INSTRUCTIONS FOR THE TASK:
Please give back, word for word, each line from the start of the entries through the one in which "ParamType::Int, |_, args|" is found.
___ RECORD EXCERPTS
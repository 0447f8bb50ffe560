//! Integration tests for normalized reflective invocation
//!
//! Exercises the two-outcome contract against a fixture type whose methods
//! return values, raise denials through a permission gate, raise other
//! exceptions, and panic.

use std::error::Error;
use std::sync::atomic::{AtomicUsize, Ordering};
use std::sync::Arc;

use permtest_reflect::{
    arg, invoke_reflection_call, InvokeError, MethodDescriptor, ObjectRef, ParamType,
    PermissionGate, Raised, ReflectError, ReflectiveInvoker, SecurityException, TypeBuilder,
    TypeDescriptor, TypeRegistry, Value,
};

const CAMERA: &str = "android.permission.CAMERA";

fn init_logging() {
    let _ = env_logger::builder().is_test(true).try_init();
}

/// Instance payload for the fixture type
struct Probe {
    gate: Arc<PermissionGate>,
    calls: AtomicUsize,
}

fn probe_type() -> Arc<TypeDescriptor> {
    TypeBuilder::new("com.example.Probe")
        .static_method("getX", &[ParamType::Int], ParamType::Int, |_, args| {
            Ok(Value::Int(arg::<i32>(args, 0)? * 2))
        })
        .static_method(
            "concat",
            &[ParamType::Str, ParamType::Long],
            ParamType::Str,
            |_, args| {
                let prefix: Option<String> = arg(args, 0)?;
                let n: i64 = arg(args, 1)?;
                Ok(Value::Str(format!("{}{}", prefix.unwrap_or_default(), n)))
            },
        )
        .static_method("nothing", &[], ParamType::Str, |_, _| Ok(Value::Null))
        .instance_method("check", &[], ParamType::Bool, |receiver, _| {
            let probe = receiver
                .and_then(|r| r.downcast::<Probe>())
                .ok_or_else(|| Raised::exception("IllegalStateException", "not a probe"))?;
            probe.calls.fetch_add(1, Ordering::SeqCst);
            probe.gate.enforce(CAMERA, "check")?;
            Ok(Value::Bool(true))
        })
        .instance_method("calls", &[], ParamType::Int, |receiver, _| {
            let probe = receiver
                .and_then(|r| r.downcast::<Probe>())
                .ok_or_else(|| Raised::exception("IllegalStateException", "not a probe"))?;
            Ok(Value::Int(probe.calls.load(Ordering::SeqCst) as i32))
        })
        .static_method("fail", &[], ParamType::Void, |_, _| {
            Err(Raised::exception("IllegalStateException", "service not running"))
        })
        .static_method("remote", &[], ParamType::Void, |_, _| {
            Err(Raised::exception("RemoteException", "binder transaction failed")
                .with_cause(SecurityException::new("nested denial").into()))
        })
        .static_method("explode", &[], ParamType::Void, |_, _| {
            panic!("probe exploded");
        })
        .method(
            MethodDescriptor::new("secret", &[], ParamType::Int, |_, _| Ok(Value::Int(7)))
                .as_static()
                .non_public(),
        )
        .build()
}

fn probe(ty: &Arc<TypeDescriptor>, gate: Arc<PermissionGate>) -> ObjectRef {
    ObjectRef::new(
        ty.clone(),
        Probe {
            gate,
            calls: AtomicUsize::new(0),
        },
    )
}

fn unexpected_cause(err: &InvokeError) -> &ReflectError {
    err.unexpected_cause()
        .unwrap_or_else(|| panic!("expected unexpected failure, got {:?}", err))
}

// ============================================================================
// Successful calls
// ============================================================================

mod success {
    use super::*;

    #[test]
    fn test_static_get_x() {
        init_logging();
        let ty = probe_type();
        let result = invoke_reflection_call(&ty, "getX", None, &[ParamType::Int], &[Value::Int(21)]);
        assert_eq!(result.unwrap(), Value::Int(42));
    }

    #[test]
    fn test_null_argument_for_reference_param() {
        let ty = probe_type();
        let result = invoke_reflection_call(
            &ty,
            "concat",
            None,
            &[ParamType::Str, ParamType::Long],
            &[Value::Null, Value::Long(5)],
        );
        assert_eq!(result.unwrap(), Value::Str("5".to_string()));
    }

    #[test]
    fn test_null_result_passes_through() {
        let ty = probe_type();
        let result = invoke_reflection_call(&ty, "nothing", None, &[], &[]).unwrap();
        assert!(result.is_null());
    }

    #[test]
    fn test_instance_call_with_granted_permission() {
        let ty = probe_type();
        let gate = Arc::new(PermissionGate::new());
        gate.grant(CAMERA);
        let obj = probe(&ty, gate);

        let granted: bool = ty.invoke_as("check", Some(&obj), &[], &[]).unwrap();
        assert!(granted);
        assert_eq!(obj.downcast::<Probe>().unwrap().calls.load(Ordering::SeqCst), 1);
    }

    #[test]
    fn test_idempotent() {
        let ty = probe_type();
        let first = invoke_reflection_call(&ty, "getX", None, &[ParamType::Int], &[Value::Int(8)]);
        let second = invoke_reflection_call(&ty, "getX", None, &[ParamType::Int], &[Value::Int(8)]);
        assert_eq!(first.unwrap(), second.unwrap());
    }

    #[test]
    fn test_inherited_method_on_subclass_instance() {
        let base = probe_type();
        let derived = TypeBuilder::new("com.example.LoudProbe")
            .superclass(base.clone())
            .build();
        let gate = Arc::new(PermissionGate::new());
        let obj = probe(&derived, gate);

        let calls = invoke_reflection_call(&derived, "calls", Some(&obj), &[], &[]).unwrap();
        assert_eq!(calls, Value::Int(0));

        // A subclass instance is a valid receiver for the base type too
        let calls = invoke_reflection_call(&base, "calls", Some(&obj), &[], &[]).unwrap();
        assert_eq!(calls, Value::Int(0));
    }
}

// ============================================================================
// Security denial
// ============================================================================

mod denial {
    use super::*;

    #[test]
    fn test_denial_propagates_unchanged() {
        init_logging();
        let ty = probe_type();
        let obj = probe(&ty, Arc::new(PermissionGate::new()));

        let err = invoke_reflection_call(&ty, "check", Some(&obj), &[], &[]).unwrap_err();
        let expected = SecurityException::new(format!("check: requires {}", CAMERA));
        assert_eq!(err.as_security_denial(), Some(&expected));
        assert_eq!(err.to_string(), expected.to_string());
        assert!(err.source().is_none());
    }

    #[test]
    fn test_denial_after_revoke() {
        let ty = probe_type();
        let gate = Arc::new(PermissionGate::new());
        gate.grant(CAMERA);
        let obj = probe(&ty, gate.clone());

        assert!(invoke_reflection_call(&ty, "check", Some(&obj), &[], &[]).is_ok());
        gate.revoke(CAMERA);
        let err = invoke_reflection_call(&ty, "check", Some(&obj), &[], &[]).unwrap_err();
        assert!(err.is_security_denial());
    }

    #[test]
    fn test_nested_denial_is_unexpected() {
        let ty = probe_type();
        let err = invoke_reflection_call(&ty, "remote", None, &[], &[]).unwrap_err();

        assert!(err.is_unexpected());
        let raised = unexpected_cause(&err).target_exception().unwrap();
        assert_eq!(
            raised.find_security_cause().map(|d| d.message()),
            Some("nested denial")
        );
    }
}

// ============================================================================
// Unexpected failures
// ============================================================================

mod unexpected {
    use super::*;

    #[test]
    fn test_unknown_method() {
        let ty = probe_type();
        let err = invoke_reflection_call(&ty, "doesNotExist", None, &[], &[]).unwrap_err();

        assert!(!err.is_security_denial());
        match unexpected_cause(&err) {
            ReflectError::NoSuchMethod {
                type_name,
                method,
                signature,
            } => {
                assert_eq!(type_name, "com.example.Probe");
                assert_eq!(method, "doesNotExist");
                assert_eq!(signature, "()");
            }
            other => panic!("expected NoSuchMethod, got {:?}", other),
        }
    }

    #[test]
    fn test_non_public_method_is_not_found() {
        let ty = probe_type();
        let err = invoke_reflection_call(&ty, "secret", None, &[], &[]).unwrap_err();
        assert!(matches!(unexpected_cause(&err), ReflectError::NoSuchMethod { .. }));
    }

    #[test]
    fn test_non_public_type_is_illegal_access() {
        let hidden = TypeBuilder::new("com.example.Hidden")
            .non_public()
            .static_method("ping", &[], ParamType::Bool, |_, _| Ok(Value::Bool(true)))
            .build();

        let err = invoke_reflection_call(&hidden, "ping", None, &[], &[]).unwrap_err();
        assert!(matches!(
            unexpected_cause(&err),
            ReflectError::IllegalAccess { type_name, .. } if type_name == "com.example.Hidden"
        ));
    }

    #[test]
    fn test_argument_type_mismatch() {
        let ty = probe_type();
        let err = invoke_reflection_call(&ty, "getX", None, &[ParamType::Int], &[Value::Str("21".into())])
            .unwrap_err();
        assert!(matches!(unexpected_cause(&err), ReflectError::IllegalArgument(_)));
    }

    #[test]
    fn test_argument_count_mismatch() {
        let ty = probe_type();
        let err = invoke_reflection_call(&ty, "getX", None, &[ParamType::Int], &[]).unwrap_err();
        match unexpected_cause(&err) {
            ReflectError::IllegalArgument(msg) => assert!(msg.contains("expects 1 argument(s), got 0")),
            other => panic!("expected IllegalArgument, got {:?}", other),
        }
    }

    #[test]
    fn test_null_for_primitive_param() {
        let ty = probe_type();
        let err = invoke_reflection_call(&ty, "getX", None, &[ParamType::Int], &[Value::Null]).unwrap_err();
        assert!(matches!(unexpected_cause(&err), ReflectError::IllegalArgument(_)));
    }

    #[test]
    fn test_wrong_receiver_type() {
        let ty = probe_type();
        let other = TypeBuilder::new("com.example.Other").build();
        let obj = ObjectRef::new(other, ());

        let err = invoke_reflection_call(&ty, "check", Some(&obj), &[], &[]).unwrap_err();
        assert!(matches!(unexpected_cause(&err), ReflectError::IllegalArgument(_)));
    }

    #[test]
    fn test_missing_receiver() {
        let ty = probe_type();
        let err = invoke_reflection_call(&ty, "check", None, &[], &[]).unwrap_err();
        assert!(matches!(unexpected_cause(&err), ReflectError::NullReceiver { .. }));
    }

    #[test]
    fn test_callee_exception_is_cause() {
        let ty = probe_type();
        let err = invoke_reflection_call(&ty, "fail", None, &[], &[]).unwrap_err();

        let cause = unexpected_cause(&err);
        match cause.target_exception() {
            Some(Raised::Exception { kind, message, .. }) => {
                assert_eq!(kind, "IllegalStateException");
                assert_eq!(message, "service not running");
            }
            other => panic!("expected exception, got {:?}", other),
        }

        // Source chain: wrapper -> reflect error -> raised exception
        let reflect = err.source().unwrap();
        assert_eq!(
            reflect.source().unwrap().to_string(),
            "IllegalStateException: service not running"
        );
    }

    #[test]
    fn test_panic_is_unexpected() {
        init_logging();
        let ty = probe_type();
        let err = invoke_reflection_call(&ty, "explode", None, &[], &[]).unwrap_err();

        assert!(matches!(
            unexpected_cause(&err).target_exception(),
            Some(Raised::Panic(msg)) if msg == "probe exploded"
        ));
    }

    #[test]
    fn test_unknown_type_by_name() {
        let mut registry = TypeRegistry::new();
        registry.register(probe_type());

        let ok = registry
            .invoke_by_name("com.example.Probe", "getX", None, &[ParamType::Int], &[Value::Int(1)])
            .unwrap();
        assert_eq!(ok, Value::Int(2));

        let err = registry
            .invoke_by_name("com.example.Gone", "getX", None, &[ParamType::Int], &[Value::Int(1)])
            .unwrap_err();
        assert!(matches!(unexpected_cause(&err), ReflectError::ClassNotFound(_)));
    }
}

// ============================================================================
// Concurrency
// ============================================================================

#[test]
fn test_concurrent_invocations_are_independent() {
    let ty = probe_type();
    let gate = Arc::new(PermissionGate::new());
    let obj = probe(&ty, gate.clone());

    let handles: Vec<_> = (0..8)
        .map(|i| {
            let ty = ty.clone();
            let obj = obj.clone();
            std::thread::spawn(move || {
                let x = invoke_reflection_call(&ty, "getX", None, &[ParamType::Int], &[Value::Int(i)])
                    .unwrap();
                let denied = invoke_reflection_call(&ty, "check", Some(&obj), &[], &[]).unwrap_err();
                (x, denied.is_security_denial())
            })
        })
        .collect();

    for (i, handle) in handles.into_iter().enumerate() {
        let (x, denied) = handle.join().unwrap();
        assert_eq!(x, Value::Int(i as i32 * 2));
        assert!(denied);
    }
    assert_eq!(obj.downcast::<Probe>().unwrap().calls.load(Ordering::SeqCst), 8);
}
______
RESPONSE TO THIS EXERCISE:
repository 0447f8bb50ffe560
//! Integration tests for normalized reflective invocation
//!
//! Exercises the two-outcome contract against a fixture type whose methods
//! return values, raise denials through a permission gate, raise other
//! exceptions, and panic.

use std::error::Error;
use std::sync::atomic::{AtomicUsize, Ordering};
use std::sync::Arc;

use permtest_reflect::{
    arg, invoke_reflection_call, InvokeError, MethodDescriptor, ObjectRef, ParamType,
    PermissionGate, Raised, ReflectError, ReflectiveInvoker, SecurityException, TypeBuilder,
    TypeDescriptor, TypeRegistry, Value,
};

const CAMERA: &str = "android.permission.CAMERA";

fn init_logging() {
    let _ = env_logger::builder().is_test(true).try_init();
}

/// Instance payload for the fixture type
struct Probe {
    gate: Arc<PermissionGate>,
    calls: AtomicUsize,
}

fn probe_type() -> Arc<TypeDescriptor> {
    TypeBuilder::new("com.example.Probe")
        .static_method("getX", &[ParamType::Int], ParamType::Int, |_, args| {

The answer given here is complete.